Y mucho de ese trabajo duro lo había compartido con Mary. Después de que su madre, la hija de Nellie, muriera en un accidente de coche, el padre de Mary resultó ser el desastre irresponsable que Nellie siempre había sospechado, por lo que la bendición de criar a su nieta recayó en ella. El viñedo era el único hogar que Mary había conocido. Vivía con Johnny en el dormitorio donde había crecido, una habitación grande con baño en suite.
Johnny había salido muy temprano por un viaje de trabajo. Mary se despertó sola en la habitación vacía y se levantó de la cama. Descalza, fue dando tumbos hacia la cocina en camiseta de tirantes y pantalón corto. Su mente aturdida luchó por encontrarle un sentido a cuanto veía. Al asimilar los detalles, una descarga de adrenalina recorrió su cuerpo; la ansiedad hizo que se le encogiera el estómago y las plantas de sus pies resbalaran por el sudor.
—¡Deja ese cuchillo! —imploró.
Su abuela Nellie, ya vestida con pantalones vaqueros, camisa de algodón de manga larga y botas camperas, estaba encaramada sobre una escalera de metal, tambaleándose y estirando la mano hacia arriba. Había metido un cuchillo de carnicero en el casquillo de una de las lámparas que colgaban del techo a tres metros y medio de altura en la sala de estar.
Al ver a su abuela de sesenta y seis años menear la hoja del cuchillo dentro del casquillo, Mary sintió el latido de su corazón en los oídos. Los recuerdos de los infartos de Nellie inundaron su mente. Su garganta se contrajo al imaginar las consecuencias mortales de ciento veinte voltios recorriendo aquel frágil cuerpo.
—¡Para! ¡Te vas a matar! —dijo Mary al acercarse con tiento a la escalera.

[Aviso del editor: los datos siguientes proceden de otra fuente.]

//! Glucose readings screen

use std::sync::Arc;

use super::{failure_message, require_credential, EntityList, ViewError, ViewResult};
use crate::api::{HealthApi, ReadingPatch};
use crate::classify::{classify, Classification};
use crate::models::Reading;
use crate::session::Session;
use crate::validation::{FieldErrors, ReadingForm};

pub struct ReadingsView {
    session: Arc<dyn Session>,
    api: Arc<dyn HealthApi>,
    readings: EntityList<Reading>,
    /// Set when loading the list fails
    pub error: Option<String>,
    /// Outcome of the last create/update/delete
    pub status: Option<String>,
    pub field_errors: FieldErrors,
}

impl ReadingsView {
    pub fn new(session: Arc<dyn Session>, api: Arc<dyn HealthApi>) -> Self {
        Self {
            session,
            api,
            readings: EntityList::new(),
            error: None,
            status: None,
            field_errors: FieldErrors::new(),
        }
    }

    pub fn readings(&self) -> &EntityList<Reading> {
        &self.readings
    }

    /// Fetch the list, replacing whatever was shown
    pub async fn load(&mut self) -> ViewResult<()> {
        let token = require_credential(self.session.as_ref())?;
        self.error = None;

        match self.api.list_readings(&token).await {
            Ok(readings) => {
                tracing::debug!(count = readings.len(), "Readings loaded");
                self.readings.replace_all(readings);
                Ok(())
            }
            Err(e) => {
                self.error = Some(failure_message(&e, "Failed to load"));
                Err(e.into())
            }
        }
    }

    /// Validate, post and append
    pub async fn create(&mut self, form: &ReadingForm) -> ViewResult<Reading> {
        self.status = None;
        let draft = match form.validate() {
            Ok(draft) => {
                self.field_errors = FieldErrors::new();
                draft
            }
            Err(errors) => {
                self.field_errors = errors.clone();
                return Err(ViewError::Validation(errors));
            }
        };

        let token = require_credential(self.session.as_ref())?;
        match self.api.create_reading(&token, &draft).await {
            Ok(reading) => {
                tracing::info!(id = reading.id, value = reading.value, "Reading logged");
                self.readings.append(reading.clone());
                Ok(reading)
            }
            Err(e) => {
                self.status = Some(failure_message(&e, "Create failed"));
                Err(e.into())
            }
        }
    }

    /// Fetch one reading with its server-side evaluation and refresh it in
    /// the list
    pub async fn show(&mut self, id: i64) -> ViewResult<Reading> {
        let token = require_credential(self.session.as_ref())?;
        match self.api.get_reading(&token, id).await {
            Ok(reading) => {
                if !self.readings.replace_by_id(reading.clone()) {
                    self.readings.append(reading.clone());
                }
                Ok(reading)
            }
            Err(e) => {
                self.error = Some(failure_message(&e, "Failed to load"));
                Err(e.into())
            }
        }
    }

    pub async fn update(&mut self, id: i64, patch: &ReadingPatch) -> ViewResult<Reading> {
        self.status = None;
        let token = require_credential(self.session.as_ref())?;
        match self.api.update_reading(&token, id, patch).await {
            Ok(reading) => {
                self.readings.replace_by_id(reading.clone());
                Ok(reading)
            }
            Err(e) => {
                self.status = Some(failure_message(&e, "Update failed"));
                Err(e.into())
            }
        }
    }

    /// Delete after confirmation. Unconfirmed requests do nothing and
    /// return `false`.
    pub async fn delete(&mut self, id: i64, confirmed: bool) -> ViewResult<bool> {
        if !confirmed {
            return Ok(false);
        }
        self.status = None;

        let token = require_credential(self.session.as_ref())?;
        match self.api.delete_reading(&token, id).await {
            Ok(()) => {
                self.readings.remove_by_id(id);
                tracing::info!(id, "Reading deleted");
                Ok(true)
            }
            Err(e) => {
                self.status = Some(failure_message(&e, "Delete failed"));
                Err(e.into())
            }
        }
    }

    /// Every reading paired with its local classification
    pub fn classified(&self) -> Vec<(&Reading, Classification)> {
        self.readings
            .iter()
            .map(|r| (r, classify(r.value, r.context)))
            .collect()
    }
}

#[cfg(test)]
mod tests {
    use super::*;
    use crate::classify::GlucoseStatus;
    use crate::models::MealContext;
    use crate::test_support::{logged_in_session, Mode, StubApi};
    use chrono::{NaiveDate, NaiveTime};

    fn form(value: &str, context: &str) -> ReadingForm {
        ReadingForm {
            value: value.to_string(),
            date: "2024-01-01".to_string(),
            time: "08:00".to_string(),
            context: context.to_string(),
            notes: String::new(),
        }
    }

    fn seeded(id: i64, value: f64) -> Reading {
        Reading {
            id,
            value,
            date: NaiveDate::from_ymd_opt(2024, 1, 1).unwrap(),
            time: NaiveTime::from_hms_opt(8, 0, 0).unwrap(),
            context: MealContext::PostMeal,
            notes: None,
            created_at: None,
            user_id: Some(1),
            evaluation: None,
        }
    }

    async fn view(api: &Arc<StubApi>) -> ReadingsView {
        let (session, _storage) = logged_in_session(api).await;
        ReadingsView::new(session, Arc::clone(api) as Arc<dyn HealthApi>)
    }

    #[tokio::test]
    async fn test_load_replaces_list() {
        let api = StubApi::new();
        api.seed_reading(seeded(5, 120.0));
        let mut view = view(&api).await;

        view.load().await.unwrap();
        assert_eq!(view.readings().len(), 1);
        assert!(view.error.is_none());
    }

    #[tokio::test]
    async fn test_load_failure_sets_error() {
        let api = StubApi::new();
        let mut view = view(&api).await;
        api.set_mode(Mode::Offline);

        assert!(view.load().await.is_err());
        assert_eq!(view.error.as_deref(), Some("Failed to load"));
    }

    #[tokio::test]
    async fn test_create_appends() {
        let api = StubApi::new();
        let mut view = view(&api).await;

        let reading = view.create(&form("95", "pre_meal")).await.unwrap();
        assert_eq!(view.readings().items(), &[reading.clone()]);

        let classified = view.classified();
        assert_eq!(classified[0].1.status, GlucoseStatus::Normal);
    }

    #[tokio::test]
    async fn test_invalid_form_is_not_sent() {
        let api = StubApi::new();
        let mut view = view(&api).await;

        let err = view.create(&form("20", "")).await.unwrap_err();
        assert!(matches!(err, ViewError::Validation(_)));
        assert_eq!(view.field_errors.get("value"), Some("Must be at least 40"));
        assert_eq!(api.call_count("create_reading"), 0);
        assert!(view.readings().is_empty());
    }

    #[tokio::test]
    async fn test_create_failure_sets_status() {
        let api = StubApi::new();
        let mut view = view(&api).await;
        api.set_mode(Mode::Offline);

        assert!(view.create(&form("95", "")).await.is_err());
        assert_eq!(view.status.as_deref(), Some("Create failed"));
        assert!(view.readings().is_empty());
    }

    #[tokio::test]
    async fn test_delete_needs_confirmation() {
        let api = StubApi::new();
        api.seed_reading(seeded(5, 120.0));
        let mut view = view(&api).await;
        view.load().await.unwrap();

        assert!(!view.delete(5, false).await.unwrap());
        assert_eq!(api.call_count("delete_reading"), 0);
        assert_eq!(view.readings().len(), 1);

        assert!(view.delete(5, true).await.unwrap());
        assert!(view.readings().is_empty());
    }

    #[tokio::test]
    async fn test_delete_failure_keeps_item() {
        let api = StubApi::new();
        api.seed_reading(seeded(5, 120.0));
        let mut view = view(&api).await;
        view.load().await.unwrap();

        assert!(view.delete(6, true).await.is_err());
        assert_eq!(view.status.as_deref(), Some("Reading not found"));
        assert_eq!(view.readings().len(), 1);
    }

    #[tokio::test]
    async fn test_update_replaces_in_place() {
        let api = StubApi::new();
        api.seed_reading(seeded(5, 120.0));
        api.seed_reading(seeded(6, 130.0));
        let mut view = view(&api).await;
        view.load().await.unwrap();

        let patch = ReadingPatch {
            value: Some(210.0),
            ..ReadingPatch::default()
        };
        view.update(5, &patch).await.unwrap();

        let values: Vec<f64> = view.readings().iter().map(|r| r.value).collect();
        assert_eq!(values, vec![210.0, 130.0]);
        assert_eq!(view.classified()[0].1.status, GlucoseStatus::High);
    }

    #[tokio::test]
    async fn test_logged_out_view_makes_no_calls() {
        let api = StubApi::new();
        let (session, _storage) = logged_in_session(&api).await;
        session.logout().unwrap();
        let mut view = ReadingsView::new(session, Arc::clone(&api) as Arc<dyn HealthApi>);

        let err = view.load().await.unwrap_err();
        assert!(matches!(err, ViewError::Session(_)));
        assert_eq!(api.call_count("list_readings"), 0);
    }
}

—Anda, cállate… Ya casi lo tengo —contestó su abuela.
—Qué locura, abuela… —dijo Mary, quien se situó debajo para amortiguar la caída de la mujer en caso de resbalón—. Te vas a electrocutar…
—¡No seas tonta! He bajado el diferencial. —Nellie miró un momento a su nieta, después sacudió la cabeza y siguió concentrada en su tarea.

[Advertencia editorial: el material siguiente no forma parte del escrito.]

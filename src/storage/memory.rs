//! In-memory client storage

use std::collections::HashMap;
use std::sync::{Arc, Mutex};

use super::{ClientStorage, StorageError, StorageResult};

/// Process-local storage. Clones share the same map.
#[derive(Clone, Debug, Default)]
pub struct MemoryStorage {
    items: Arc<Mutex<HashMap<String, String>>>,
}

impl MemoryStorage {
    pub fn new() -> Self {
        Self::default()
    }

    /// Number of stored keys
    pub fn len(&self) -> usize {
        self.items.lock().map(|items| items.len()).unwrap_or(0)
    }

    pub fn is_empty(&self) -> bool {
        self.len() == 0
    }

    fn lock(&self) -> StorageResult<std::sync::MutexGuard<'_, HashMap<String, String>>> {
        self.items
            .lock()
            .map_err(|e| StorageError::Lock(e.to_string()))
    }
}

impl ClientStorage for MemoryStorage {
    fn get_item(&self, key: &str) -> StorageResult<Option<String>> {
        Ok(self.lock()?.get(key).cloned())
    }

    fn set_item(&self, key: &str, value: &str) -> StorageResult<()> {
        self.lock()?.insert(key.to_string(), value.to_string());
        Ok(())
    }

    fn remove_item(&self, key: &str) -> StorageResult<()> {
        self.lock()?.remove(key);
        Ok(())
    }

    fn clear(&self) -> StorageResult<()> {
        self.lock()?.clear();
        Ok(())
    }
}

#[cfg(test)]
mod tests {
    use super::*;

    #[test]
    fn test_set_get_remove() {
        let storage = MemoryStorage::new();
        assert!(storage.get_item("token").unwrap().is_none());

        storage.set_item("token", "abc").unwrap();
        assert_eq!(storage.get_item("token").unwrap().as_deref(), Some("abc"));

        storage.remove_item("token").unwrap();
        assert!(storage.get_item("token").unwrap().is_none());

        // Removing again is fine
        storage.remove_item("token").unwrap();
    }

    #[test]
    fn test_clones_share_state() {
        let storage = MemoryStorage::new();
        let view = storage.clone();

        storage.set_item("a", "1").unwrap();
        storage.set_item("b", "2").unwrap();
        assert_eq!(view.len(), 2);

        view.clear().unwrap();
        assert!(storage.is_empty());
    }
}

—Sabes que hay herramientas para estas cosas… —la regañó Mary con los brazos aún extendidos— mejores que un cuchillo.
Nellie giró la hoja despacio en sentido contrario a las agujas del reloj hasta que el extremo roto del casquillo de una bombilla se soltó y le cayó en la mano.
—Los destornilladores eran todos demasiado finos, y las tenazas, demasiado gruesas. Este cuchillo tiene el ancho justo para sacar el casquillo suelto. ¿Me pasas la bombilla que hay sobre la encimera?
—Johnny podría haberlo cambiado por ti —dijo Mary mientras cogía la bombilla sobre la isla de la cocina y se la entregaba.
Nellie se rio. Se inclinó con cautela y cambió el casquillo roto y puso la bombilla.
—Johnny… Ese marido tuyo… —Nellie se mordió la lengua. Hacía todo lo posible por no entrometerse en el matrimonio de su nieta, lo cual incluía guardarse su opinión sobre Johnny Miracle. Compartir su casa, por grande que fuera, con una pareja casada ya era lo bastante complejo como para echar más leña al fuego.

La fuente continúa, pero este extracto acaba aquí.